Scientific classification
- Kingdom: Plantae
- Clade: Tracheophytes
- Clade: Angiosperms
- Clade: Eudicots
- Clade: Rosids
- Order: Malpighiales
- Family: Trigoniaceae
- Genus: Isidodendron Fern.Alonso, Pérez-Zab. & Idarraga
- Species: I. tripterocarpum
- Binomial name: Isidodendron tripterocarpum Fern.Alonso, Pérez-Zab. & Idarraga

= Isidodendron =

- Genus: Isidodendron
- Species: tripterocarpum
- Authority: Fern.Alonso, Pérez-Zab. & Idarraga
- Parent authority: Fern.Alonso, Pérez-Zab. & Idarraga

Genus of plants

Isidodendron is a monotypic genus of flowering plants belonging to the family Trigoniaceae.
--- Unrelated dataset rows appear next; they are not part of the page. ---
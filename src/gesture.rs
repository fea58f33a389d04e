//! Instruction payloads.
//!
//! A gesture is what the server asks a client to perform: a swipe in one of
//! two directions over a distance drawn from the configured range.

pub mod generator;

pub use generator::{Gesture, GestureGenerator};
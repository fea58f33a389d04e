use std::future::Future;
use std::net::SocketAddr;
use std::sync::Arc;
use std::time::Duration;

use log::{error, info};

use crate::configuration::config::Config;
use crate::error_handling::types::*;
use crate::gesture::GestureGenerator;
use crate::network::{ServerContext, ServerSupervisor};
use crate::session_management::ActivityLog;
use crate::storage::Ledger;

/// Process-level orchestration: owns the configuration and the supervisor
/// and ties the server lifetime to a shutdown signal.
pub struct Controller {
    pub config: Config,
    supervisor: ServerSupervisor,
}

impl Controller {
    /// How long open sessions get to run their sweep on shutdown.
    pub const SESSION_GRACE: Duration = Duration::from_secs(5);

    /// Opens the configured ledger and prepares a supervisor for it.
    pub async fn new(config: Config) -> Result<Self, ControllerError> {
        let generator = GestureGenerator::new(config.distance_range())?;

        info!("[+] Opening ledger at {}", config.database_path.display());
        let ledger = Ledger::open(&config.database_path).await.map_err(|e| {
            error!("[!] Unable to open the ledger: {}", e);
            ControllerError::StorageError(e)
        })?;

        let ctx = ServerContext::new(ledger, ActivityLog::new(), generator, config.ack_delay());
        Ok(Self::with_context(config, ctx))
    }

    pub fn with_context(config: Config, ctx: Arc<ServerContext>) -> Self {
        Self {
            config,
            supervisor: ServerSupervisor::new(ctx),
        }
    }

    pub fn activity_log(&self) -> &ActivityLog {
        &self.supervisor.context().activity_log
    }

    pub fn start(&mut self) -> Result<SocketAddr, ControllerError> {
        let addr = self
            .supervisor
            .start(&self.config.bind_address, &self.config.bind_port)
            .map_err(|e| {
                error!("[!] Server startup failed: {}", e);
                ControllerError::NetworkError(e)
            })?;
        Ok(addr)
    }

    /// Serves until Ctrl-C.
    pub async fn run(&mut self) -> Result<(), ControllerError> {
        self.run_until(async {
            if let Err(e) = tokio::signal::ctrl_c().await {
                error!("[!] Unable to listen for shutdown signal: {}", e);
            }
        })
        .await
    }

    /// Starts the server, waits for `signal`, then stops it.
    pub async fn run_until<F>(&mut self, signal: F) -> Result<(), ControllerError>
    where
        F: Future<Output = ()>,
    {
        let addr = self.start()?;
        info!("[+] Serving on {}", addr);
        signal.await;
        info!("[+] Shutdown requested");
        self.shutdown().await
    }

    /// Stops accepting connections, then closes open sessions so each one
    /// sweeps its pending requests before the process exits.
    pub async fn shutdown(&mut self) -> Result<(), ControllerError> {
        if self.supervisor.is_running() {
            self.supervisor.stop().await?;
        }
        let closed = self
            .supervisor
            .context()
            .sessions
            .close_all(Self::SESSION_GRACE)
            .await;
        if closed > 0 {
            info!("[+] {} session(s) closed", closed);
        }
        Ok(())
    }
}

#[cfg(test)]
mod tests {
    use super::*;
    use futures::StreamExt;

    async fn controller(port: &str) -> Controller {
        let config = Config::new("127.0.0.1", port).unwrap();
        let ctx = ServerContext::new(
            Ledger::in_memory().await.unwrap(),
            ActivityLog::new(),
            GestureGenerator::new(config.distance_range()).unwrap(),
            config.ack_delay(),
        );
        Controller::with_context(config, ctx)
    }

    #[tokio::test]
    async fn test_run_until_starts_and_stops() {
        let mut controller = controller("0").await;
        controller
            .run_until(tokio::time::sleep(Duration::from_millis(20)))
            .await
            .unwrap();
        assert!(controller.activity_log().is_empty());
        // Shutting down twice is harmless
        controller.shutdown().await.unwrap();
    }

    #[tokio::test]
    async fn test_startup_failure_is_reported() {
        let mut holder = controller("0").await;
        let addr = holder.start().unwrap();

        let mut controller = controller(&addr.port().to_string()).await;
        let err = controller.run_until(async {}).await.unwrap_err();
        assert!(matches!(
            err,
            ControllerError::NetworkError(NetworkError::BindFail(_))
        ));

        holder.shutdown().await.unwrap();
    }

    #[tokio::test]
    async fn test_new_opens_file_ledger() {
        let dir = tempfile::TempDir::new().unwrap();
        let mut config = Config::new("127.0.0.1", "0").unwrap();
        config.database_path = dir.path().join("gestured.sqlite3");

        let controller = Controller::new(config).await.unwrap();
        assert!(controller.activity_log().is_empty());
        assert!(dir.path().join("gestured.sqlite3").exists());
    }

    #[tokio::test]
    async fn test_new_rejects_inverted_distance_range() {
        let dir = tempfile::TempDir::new().unwrap();
        let mut config = Config::new("127.0.0.1", "0").unwrap();
        config.database_path = dir.path().join("gestured.sqlite3");
        config.min_distance = 400;

        let err = Controller::new(config).await.err().unwrap();
        assert!(matches!(
            err,
            ControllerError::ConfigurationError(ConfigError::NotInRange(_))
        ));
        assert!(!dir.path().join("gestured.sqlite3").exists());
    }

    #[tokio::test]
    async fn test_shutdown_sweeps_open_sessions() {
        let mut controller = controller("0").await;
        let addr = controller.start().unwrap();
        let url = format!("ws://{}/ws", addr);
        let (mut client, _) = tokio_tungstenite::connect_async(url.as_str()).await.unwrap();
        let first = client.next().await.unwrap().unwrap();
        assert!(first.is_text());

        controller.shutdown().await.unwrap();

        assert_eq!(controller.supervisor.context().sessions.active(), 0);
        let log = controller.activity_log().snapshot();
        assert_eq!(log.len(), 1);
        assert!(log[0].text.starts_with("Request ID: 1:"));

        // The server closed its side of the socket
        match client.next().await {
            Some(Ok(message)) => assert!(message.is_close()),
            Some(Err(_)) | None => {}
        }
    }
}
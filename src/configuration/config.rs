use super::types::DistanceRange;
use crate::error_handling::types::ConfigError;
use serde::Deserialize;
use std::net::{IpAddr, SocketAddr};
use std::path::{Path, PathBuf};
use std::time::Duration;

/// Application configuration structure that defines all runtime parameters.
///
/// The configuration is read from a TOML file whose path is given on the
/// command line. Only the bind address and port are mandatory:
///
/// ```toml
/// bind_address = "0.0.0.0"
/// bind_port = "8080"
/// database_path = "/var/lib/gestured/gestured.sqlite3"
/// ack_delay_ms = 2000
/// min_distance = 300
/// max_distance = 350
/// ```
///
/// # Fields Overview
///
/// - `bind_address`: IP address the WebSocket server listens on
/// - `bind_port`: port the server listens on, kept as text and validated as a
///   non-negative integer
/// - `database_path`: SQLite file backing the ledger
/// - `ack_delay_ms`: pause between processing an acknowledgment and sending
///   the next instruction, the time the client needs to perform the gesture
/// - `min_distance` / `max_distance`: inclusive bounds of the swipe distance
#[derive(Debug, Clone, Deserialize)]
#[serde(deny_unknown_fields)]
pub struct Config {
    pub bind_address: String,

    pub bind_port: String,

    #[serde(default = "Config::default_database_path")]
    pub database_path: PathBuf,

    #[serde(default = "Config::default_ack_delay_ms")]
    pub ack_delay_ms: u64,

    #[serde(default = "Config::default_min_distance")]
    pub min_distance: i64,

    #[serde(default = "Config::default_max_distance")]
    pub max_distance: i64,
}

impl Config {
    const DEFAULT_DB_FILE: &'static str = "gestured.sqlite3";
    const DEFAULT_ACK_DELAY_MS: u64 = 2000;

    fn default_database_path() -> PathBuf {
        PathBuf::from(Self::DEFAULT_DB_FILE)
    }

    fn default_ack_delay_ms() -> u64 {
        Self::DEFAULT_ACK_DELAY_MS
    }

    fn default_min_distance() -> i64 {
        DistanceRange::DEFAULT_MIN
    }

    fn default_max_distance() -> i64 {
        DistanceRange::DEFAULT_MAX
    }

    /// Builds a configuration for the given address and port with every other
    /// field at its default value. The result is validated.
    pub fn new(bind_address: &str, bind_port: &str) -> Result<Self, ConfigError> {
        let config = Self {
            bind_address: bind_address.to_string(),
            bind_port: bind_port.to_string(),
            database_path: Self::default_database_path(),
            ack_delay_ms: Self::DEFAULT_ACK_DELAY_MS,
            min_distance: DistanceRange::DEFAULT_MIN,
            max_distance: DistanceRange::DEFAULT_MAX,
        };
        config.validate()?;
        Ok(config)
    }

    /// Reads and validates a TOML configuration file.
    pub fn from_file(path: &Path) -> Result<Self, ConfigError> {
        let raw = std::fs::read_to_string(path)?;
        Self::from_toml_str(&raw)
    }

    pub fn from_toml_str(raw: &str) -> Result<Self, ConfigError> {
        let config: Config =
            toml::from_str(raw).map_err(|e| ConfigError::TomlError(e.to_string()))?;
        config.validate()?;
        Ok(config)
    }

    /// Checks every field that has constraints beyond its type.
    pub fn validate(&self) -> Result<(), ConfigError> {
        parse_bind_address(&self.bind_address)?;
        parse_bind_port(&self.bind_port)?;
        if self.min_distance > self.max_distance {
            return Err(ConfigError::NotInRange(format!(
                "min_distance {} is greater than max_distance {}",
                self.min_distance, self.max_distance
            )));
        }
        Ok(())
    }

    pub fn socket_addr(&self) -> Result<SocketAddr, ConfigError> {
        let ip = parse_bind_address(&self.bind_address)?;
        let port = parse_bind_port(&self.bind_port)?;
        Ok(SocketAddr::new(ip, port))
    }

    pub fn distance_range(&self) -> DistanceRange {
        DistanceRange {
            min: self.min_distance,
            max: self.max_distance,
        }
    }

    pub fn ack_delay(&self) -> Duration {
        Duration::from_millis(self.ack_delay_ms)
    }
}

pub fn parse_bind_address(raw: &str) -> Result<IpAddr, ConfigError> {
    raw.trim()
        .parse::<IpAddr>()
        .map_err(|_| ConfigError::BadIPFormatting(format!("'{}' is not an IP address", raw)))
}

pub fn parse_bind_port(raw: &str) -> Result<u16, ConfigError> {
    let value: i64 = raw.trim().parse().map_err(|_| {
        ConfigError::BadPortsRange(format!("'{}' is not a non-negative integer", raw))
    })?;
    u16::try_from(value)
        .map_err(|_| ConfigError::BadPortsRange(format!("{} is outside 0..=65535", value)))
}
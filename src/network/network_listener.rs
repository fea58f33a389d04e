//! # Server Supervisor
//!
//! Owns the lifecycle of the listening socket. Every accepted WebSocket
//! connection gets its own [`Session`](crate::session_management::Session)
//! task; the supervisor never touches session state.
//!
//! ## Architecture
//!
//! ```text
//! ┌─────────────────┐    ┌──────────────────┐    ┌─────────────────┐
//! │ Incoming        │───▶│ ServerSupervisor │───▶│ Session (task)  │
//! │ Connections     │    │                  │    │ per connection  │
//! └─────────────────┘    │ - bind / stop    │    └────────┬────────┘
//!                        │ - GET /ws        │             │
//!                        │ - GET /logs      │    ┌────────▼────────┐
//!                        └──────────────────┘    │ Ledger +        │
//!                                                │ ActivityLog     │
//!                                                └─────────────────┘
//! ```
//!
//! ## Usage
//!
//! ```rust,no_run
//! use std::time::Duration;
//!
//! use gestured::configuration::Config;
//! use gestured::gesture::GestureGenerator;
//! use gestured::network::{ServerContext, ServerSupervisor};
//! use gestured::session_management::ActivityLog;
//! use gestured::storage::Ledger;
//!
//! #[tokio::main]
//! async fn main() -> Result<(), Box<dyn std::error::Error>> {
//!     let config = Config::new("127.0.0.1", "8080")?;
//!     let ctx = ServerContext::new(
//!         Ledger::open(&config.database_path).await?,
//!         ActivityLog::new(),
//!         GestureGenerator::new(config.distance_range())?,
//!         config.ack_delay(),
//!     );
//!
//!     let mut supervisor = ServerSupervisor::new(ctx);
//!     supervisor.start(&config.bind_address, &config.bind_port)?;
//!
//!     tokio::signal::ctrl_c().await?;
//!     supervisor.stop().await?;
//!     // Sessions outlive the listener until told to close
//!     supervisor
//!         .context()
//!         .sessions
//!         .close_all(Duration::from_secs(5))
//!         .await;
//!     Ok(())
//! }
//! ```

use std::net::SocketAddr;
use std::sync::Arc;

use log::{error, info};
use tokio::sync::oneshot;
use tokio::task::JoinHandle;

use crate::configuration::config::{parse_bind_address, parse_bind_port};
use crate::error_handling::types::{NetworkError, StartupError};
use crate::network::types::ServerContext;
use crate::web_interface::routes;

struct RunningServer {
    local_addr: SocketAddr,
    shutdown: oneshot::Sender<()>,
    task: JoinHandle<()>,
}

/// Starts and stops the WebSocket server.
///
/// A supervisor can be started again after it has been stopped. Stopping only
/// closes the listening socket: sessions already running finish on their own,
/// including their pending-request sweep.
pub struct ServerSupervisor {
    ctx: Arc<ServerContext>,
    running: Option<RunningServer>,
}

impl ServerSupervisor {
    pub fn new(ctx: Arc<ServerContext>) -> Self {
        Self { ctx, running: None }
    }

    pub fn context(&self) -> &Arc<ServerContext> {
        &self.ctx
    }

    pub fn is_running(&self) -> bool {
        self.running.is_some()
    }

    /// Address actually bound, useful when the configured port was 0.
    pub fn local_addr(&self) -> Option<SocketAddr> {
        self.running.as_ref().map(|r| r.local_addr)
    }

    /// Binds `bind_address:bind_port` and starts accepting connections.
    ///
    /// # Errors
    ///
    /// - `NetworkError::InvalidAddress` if either string fails validation
    /// - `NetworkError::BindFail` if the socket cannot be bound (address in
    ///   use, not a local address, insufficient privileges)
    /// - `NetworkError::AlreadyRunning` if this supervisor is already serving
    ///
    /// A failed attempt is reported once and not retried.
    pub fn start(&mut self, bind_address: &str, bind_port: &str) -> Result<SocketAddr, StartupError> {
        if self.running.is_some() {
            return Err(NetworkError::AlreadyRunning);
        }
        let ip = parse_bind_address(bind_address)
            .map_err(|e| NetworkError::InvalidAddress(e.to_string()))?;
        let port =
            parse_bind_port(bind_port).map_err(|e| NetworkError::InvalidAddress(e.to_string()))?;
        let requested = SocketAddr::new(ip, port);

        let (shutdown_tx, shutdown_rx) = oneshot::channel::<()>();
        let filter = routes::routes(self.ctx.clone(), port);
        let (local_addr, server) = warp::serve(filter)
            .try_bind_with_graceful_shutdown(requested, async move {
                let _ = shutdown_rx.await;
            })
            .map_err(|e| {
                error!("[!] Unable to bind {}: {}", requested, e);
                NetworkError::BindFail(format!("{}: {}", requested, e))
            })?;

        let task = tokio::spawn(server);
        info!("Listening for WebSocket clients on ws://{}/ws", local_addr);

        self.running = Some(RunningServer {
            local_addr,
            shutdown: shutdown_tx,
            task,
        });
        Ok(local_addr)
    }

    /// Closes the listening socket and waits for the accept loop to finish.
    pub async fn stop(&mut self) -> Result<(), NetworkError> {
        let running = self.running.take().ok_or(NetworkError::NotRunning)?;
        // The receiver only disappears if the server task already ended
        let _ = running.shutdown.send(());
        if let Err(e) = running.task.await {
            error!("[!] Server task on {} ended abnormally: {}", running.local_addr, e);
        }
        info!("Server on {} stopped", running.local_addr);
        Ok(())
    }
}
The only species is Isidodendron tripterocarpum.

It is native to Colombia.

The genus name of Isidodendron is in honour of Isidoro Cabrera-Rodriguez (b. 1922), a Colombian dendrologist and plant collector at the herbarium of the University of Valle, with the prefix of dendron the Greek word which refers to tree. The Latin specific epithet of tripterocarpum refers to 'tri' meaning 3, Greek 'pterón' meaning wing or feather and 'carp' meaning fruit from the Greek word of καρπός (karpós).

Both genus and species were first described and published in Revista Acad. Colomb. Ci. Exact. Vol.24 on page 348 in 2000.